» **WORK TO BE COMPLETED**:
After finding the line that contains "let mut text = String::new();", give again that line and each one following it, exactly, until the records end.

» **SUPPLIED RECORDS**:
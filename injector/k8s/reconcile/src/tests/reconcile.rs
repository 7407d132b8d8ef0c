use super::*;
use crate::{Error, Outcome};
use ingress_script_injector_core::snippet::INJECTED_ANNOTATION;
use pretty_assertions::assert_eq;
use tokio::time;

const HEAD_END: &str = "digitalist.cloud/add-script-head-end";
const HEAD_START: &str = "digitalist.cloud/add-script-head-start";
const BODY_START: &str = "digitalist.cloud/add-script-body-start";
const BODY_END: &str = "digitalist.cloud/add-script-body-end";

#[tokio::test]
async fn injects_head_end_script() {
    let (reconciler, store, report) = reconciler();
    store.put_config_map(mk_config_map("greeting-cm", [("script", HI)]));
    store.put_ingress(mk_ingress("site", [(HEAD_END, "greeting-cm")]));

    let outcome = reconciler.reconcile(&id("site")).await.unwrap();
    assert_eq!(outcome, Outcome::Updated);
    assert_eq!(
        store.snippet("site").as_deref(),
        Some("sub_filter '</head>' '<script>hi()</script></head>';\n")
    );
    assert_eq!(store.writes(), 1);
    assert_eq!(report.events(), vec![Reported::Updated(1)]);
}

#[tokio::test]
async fn missing_script_source_is_not_an_error() {
    let (reconciler, store, report) = reconciler();
    store.put_ingress(mk_ingress("site", [(HEAD_END, "greeting-cm")]));

    let outcome = reconciler.reconcile(&id("site")).await.unwrap();
    assert_eq!(outcome, Outcome::Unchanged);
    assert_eq!(store.writes(), 0);
    assert_eq!(store.snippet("site"), None);
    assert_eq!(
        report.events(),
        vec![Reported::Unresolved(
            InjectionPoint::HeadEnd,
            ResolveError::SourceNotFound("greeting-cm".to_string())
        )]
    );
}

#[tokio::test]
async fn missing_script_key_is_not_an_error() {
    let (reconciler, store, report) = reconciler();
    store.put_config_map(mk_config_map("greeting-cm", [("js", HI)]));
    store.put_ingress(mk_ingress("site", [(BODY_END, "greeting-cm")]));

    let outcome = reconciler.reconcile(&id("site")).await.unwrap();
    assert_eq!(outcome, Outcome::Unchanged);
    assert_eq!(store.writes(), 0);
    assert_eq!(
        report.events(),
        vec![Reported::Unresolved(
            InjectionPoint::BodyEnd,
            ResolveError::ScriptKeyMissing("greeting-cm".to_string())
        )]
    );
}

#[tokio::test]
async fn empty_source_name_is_not_fetched() {
    let (reconciler, store, report) = reconciler();
    store.put_ingress(mk_ingress("site", [(HEAD_START, " ")]));

    let outcome = reconciler.reconcile(&id("site")).await.unwrap();
    assert_eq!(outcome, Outcome::Unchanged);
    assert_eq!(store.config_map_reads(), 0);
    assert_eq!(
        report.events(),
        vec![Reported::Unresolved(
            InjectionPoint::HeadStart,
            ResolveError::EmptyName
        )]
    );
}

#[tokio::test]
async fn deleted_ingress_is_not_an_error() {
    let (reconciler, store, _) = reconciler();
    let outcome = reconciler.reconcile(&id("gone")).await.unwrap();
    assert_eq!(outcome, Outcome::NotFound);
    assert_eq!(store.writes(), 0);
}

#[tokio::test]
async fn ingress_without_annotations_is_untouched() {
    let (reconciler, store, report) = reconciler();
    store.put_ingress(mk_ingress("site", []));

    let outcome = reconciler.reconcile(&id("site")).await.unwrap();
    assert_eq!(outcome, Outcome::Unchanged);
    assert_eq!(store.writes(), 0);
    assert_eq!(store.config_map_reads(), 0);
    assert!(report.events().is_empty());
}

#[tokio::test]
async fn second_reconcile_does_not_write() {
    let (reconciler, store, _) = reconciler();
    store.put_config_map(mk_config_map("greeting-cm", [("script", HI)]));
    store.put_ingress(mk_ingress(
        "site",
        [(HEAD_END, "greeting-cm"), (BODY_START, "greeting-cm")],
    ));

    assert_eq!(
        reconciler.reconcile(&id("site")).await.unwrap(),
        Outcome::Updated
    );
    let snippet = store.snippet("site");
    assert_eq!(
        reconciler.reconcile(&id("site")).await.unwrap(),
        Outcome::Unchanged
    );
    assert_eq!(store.writes(), 1);
    assert_eq!(store.snippet("site"), snippet);
}

#[tokio::test]
async fn existing_snippet_is_kept() {
    let (reconciler, store, _) = reconciler();
    store.put_config_map(mk_config_map("greeting-cm", [("script", HI)]));
    store.put_ingress(mk_ingress(
        "site",
        [
            (HEAD_END, "greeting-cm"),
            (SNIPPET_ANNOTATION, "more_set_headers \"X-Frame-Options: DENY\";"),
        ],
    ));

    reconciler.reconcile(&id("site")).await.unwrap();
    assert_eq!(
        store.snippet("site").as_deref(),
        Some(
            "more_set_headers \"X-Frame-Options: DENY\";\n\
             sub_filter '</head>' '<script>hi()</script></head>';\n"
        )
    );

    // Re-running keeps the foreign content and does not duplicate ours.
    reconciler.reconcile(&id("site")).await.unwrap();
    assert_eq!(store.writes(), 1);
}

#[tokio::test]
async fn directives_follow_injection_order() {
    let (reconciler, store, _) = reconciler();
    store.put_config_map(mk_config_map("a", [("script", "<script>a()</script>")]));
    store.put_config_map(mk_config_map("b", [("script", "<script>b()</script>")]));
    store.put_config_map(mk_config_map("c", [("script", "<script>c()</script>")]));
    // Annotation keys sort as body-end, body-start, head-end.
    store.put_ingress(mk_ingress(
        "site",
        [(BODY_END, "c"), (BODY_START, "b"), (HEAD_END, "a")],
    ));

    reconciler.reconcile(&id("site")).await.unwrap();
    assert_eq!(
        store.snippet("site").as_deref(),
        Some(
            "sub_filter '</head>' '<script>a()</script></head>';\n\
             sub_filter '<body>' '<body><script>b()</script>';\n\
             sub_filter '</body>' '<script>c()</script></body>';\n"
        )
    );
}

#[tokio::test]
async fn unresolved_point_does_not_block_others() {
    let (reconciler, store, report) = reconciler();
    store.put_config_map(mk_config_map("tail", [("script", HI)]));
    store.put_ingress(mk_ingress(
        "site",
        [(HEAD_START, "missing"), (BODY_END, "tail")],
    ));

    let outcome = reconciler.reconcile(&id("site")).await.unwrap();
    assert_eq!(outcome, Outcome::Updated);
    assert_eq!(
        store.snippet("site").as_deref(),
        Some("sub_filter '</body>' '<script>hi()</script></body>';\n")
    );
    assert_eq!(
        report.events(),
        vec![
            Reported::Unresolved(
                InjectionPoint::HeadStart,
                ResolveError::SourceNotFound("missing".to_string())
            ),
            Reported::Updated(1),
        ]
    );
}

#[tokio::test]
async fn removing_a_point_keeps_the_others() {
    let (reconciler, store, _) = reconciler();
    store.put_config_map(mk_config_map("a", [("script", "<script>a()</script>")]));
    store.put_config_map(mk_config_map("b", [("script", "<script>b()</script>")]));
    store.put_ingress(mk_ingress("site", [(HEAD_END, "a"), (BODY_END, "b")]));
    reconciler.reconcile(&id("site")).await.unwrap();

    let mut ingress = store.ingress("site");
    ingress.annotations_mut().remove(HEAD_END);
    store.put_ingress(ingress);

    assert_eq!(
        reconciler.reconcile(&id("site")).await.unwrap(),
        Outcome::Updated
    );
    assert_eq!(
        store.snippet("site").as_deref(),
        Some("sub_filter '</body>' '<script>b()</script></body>';\n")
    );
}

#[tokio::test]
async fn changed_script_replaces_injected_directive() {
    let (reconciler, store, _) = reconciler();
    store.put_config_map(mk_config_map("greeting-cm", [("script", HI)]));
    store.put_ingress(mk_ingress(
        "site",
        [(HEAD_END, "greeting-cm"), (SNIPPET_ANNOTATION, "gzip off;")],
    ));
    reconciler.reconcile(&id("site")).await.unwrap();

    store.put_config_map(mk_config_map(
        "greeting-cm",
        [("script", "<script>bye()</script>")],
    ));
    assert_eq!(
        reconciler.reconcile(&id("site")).await.unwrap(),
        Outcome::Updated
    );

    let ingress = store.ingress("site");
    let annotations = ingress.annotations();
    assert_eq!(
        annotations.get(SNIPPET_ANNOTATION).map(String::as_str),
        Some("gzip off;\nsub_filter '</head>' '<script>bye()</script></head>';\n")
    );
    assert_eq!(
        annotations.get(INJECTED_ANNOTATION).map(String::as_str),
        Some("sub_filter '</head>' '<script>bye()</script></head>';\n")
    );
}

#[tokio::test]
async fn shared_source_is_fetched_once() {
    let (reconciler, store, _) = reconciler();
    store.put_config_map(mk_config_map("greeting-cm", [("script", HI)]));
    store.put_ingress(mk_ingress(
        "site",
        [
            (HEAD_END, "greeting-cm"),
            (HEAD_START, "greeting-cm"),
            (BODY_START, "greeting-cm"),
            (BODY_END, "greeting-cm"),
        ],
    ));

    reconciler.reconcile(&id("site")).await.unwrap();
    assert_eq!(store.config_map_reads(), 1);
    assert_eq!(store.snippet("site").unwrap().lines().count(), 4);
}

#[tokio::test]
async fn ingress_read_failure_is_retryable() {
    let (reconciler, store, _) = reconciler();
    store.put_ingress(mk_ingress("site", [(HEAD_END, "greeting-cm")]));
    store.fail_ingress_reads(500);

    let error = reconciler.reconcile(&id("site")).await.unwrap_err();
    assert!(matches!(error, Error::Kube(_)), "{error}");
    assert_eq!(error.kind(), "kube");
}

#[tokio::test(start_paused = true)]
async fn store_calls_time_out() {
    let (reconciler, store, _) = reconciler();
    store.hang();

    let error = reconciler.reconcile(&id("site")).await.unwrap_err();
    assert!(
        matches!(error, Error::Timeout { op: "get Ingress", .. }),
        "{error}"
    );
}

#[tokio::test]
async fn deleted_script_source_leaves_snippet_in_place() {
    let (reconciler, store, report) = reconciler();
    store.put_config_map(mk_config_map("greeting-cm", [("script", HI)]));
    store.put_ingress(mk_ingress("site", [(HEAD_END, "greeting-cm")]));
    reconciler.reconcile(&id("site")).await.unwrap();
    let snippet = store.snippet("site");

    store.remove_config_map("greeting-cm");
    assert_eq!(
        reconciler.reconcile(&id("site")).await.unwrap(),
        Outcome::Unchanged
    );
    assert_eq!(store.writes(), 1);
    assert_eq!(store.snippet("site"), snippet);
    assert_eq!(
        report.events().last(),
        Some(&Reported::Unresolved(
            InjectionPoint::HeadEnd,
            ResolveError::SourceNotFound("greeting-cm".to_string())
        ))
    );
}

#[tokio::test]
async fn write_failure_is_retryable() {
    let (reconciler, store, report) = reconciler();
    store.put_config_map(mk_config_map("greeting-cm", [("script", HI)]));
    store.put_ingress(mk_ingress("site", [(HEAD_END, "greeting-cm")]));
    store.fail_writes(500);

    let error = reconciler.reconcile(&id("site")).await.unwrap_err();
    assert!(matches!(error, Error::Kube(_)), "{error}");
    assert_eq!(store.writes(), 0);
    assert_eq!(store.snippet("site"), None);
    assert!(report.events().is_empty());
}

#[tokio::test]
async fn config_map_read_failure_fails_the_reconcile() {
    let (reconciler, store, report) = reconciler();
    store.put_config_map(mk_config_map("a", [("script", "<script>a()</script>")]));
    store.put_config_map(mk_config_map("b", [("script", "<script>b()</script>")]));
    store.put_ingress(mk_ingress("site", [(HEAD_END, "a"), (BODY_END, "b")]));
    store.fail_config_map_reads(503);

    let error = reconciler.reconcile(&id("site")).await.unwrap_err();
    assert!(matches!(error, Error::Kube(_)), "{error}");
    assert_eq!(store.writes(), 0);
    assert_eq!(store.snippet("site"), None);
    assert!(report.events().is_empty());
}

#[tokio::test(start_paused = true)]
async fn stalled_event_publishing_does_not_block_reconcile() {
    let (reconciler, store, report) = reconciler();
    report.hang();
    store.put_config_map(mk_config_map("tail", [("script", HI)]));
    store.put_ingress(mk_ingress(
        "site",
        [(HEAD_START, "missing"), (BODY_END, "tail")],
    ));

    let outcome = time::timeout(
        time::Duration::from_secs(60 * 60),
        reconciler.reconcile(&id("site")),
    )
    .await
    .expect("reconcile must not wait on event publishing")
    .unwrap();
    assert_eq!(outcome, Outcome::Updated);
    assert_eq!(store.writes(), 1);
    assert_eq!(
        report.events(),
        vec![
            Reported::Unresolved(
                InjectionPoint::HeadStart,
                ResolveError::SourceNotFound("missing".to_string())
            ),
            Reported::Updated(1),
        ]
    );
}

#[tokio::test]
async fn records_outcomes_and_resolution_failures() {
    let mut registry = Registry::default();
    let (reconciler, store, _) = reconciler_in(&mut registry);
    store.put_config_map(mk_config_map("tail", [("script", HI)]));
    store.put_ingress(mk_ingress(
        "site",
        [(HEAD_START, "missing"), (BODY_END, "tail")],
    ));

    reconciler.reconcile(&id("site")).await.unwrap();
    reconciler.reconcile(&id("site")).await.unwrap();

    let mut text = String::new();
    prometheus_client::encoding::text::encode(&mut text, &registry).unwrap();
    for line in [
        "reconciles_total{outcome=\"updated\"} 1",
        "reconciles_total{outcome=\"unchanged\"} 1",
        "resolution_failures_total{point=\"head-start\",reason=\"SourceNotFound\"} 2",
        "conflicts_total 0",
    ] {
        assert!(text.lines().any(|l| l == line), "missing {line:?} in\n{text}");
    }
}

» **REPLY**:
    let mut text = String::new();
    prometheus_client::encoding::text::encode(&mut text, &registry).unwrap();
    for line in [
        "reconciles_total{outcome=\"updated\"} 1",
        "reconciles_total{outcome=\"unchanged\"} 1",
        "resolution_failures_total{point=\"head-start\",reason=\"SourceNotFound\"} 2",
        "conflicts_total 0",
    ] {
        assert!(text.lines().any(|l| l == line), "missing {line:?} in\n{text}");
    }
}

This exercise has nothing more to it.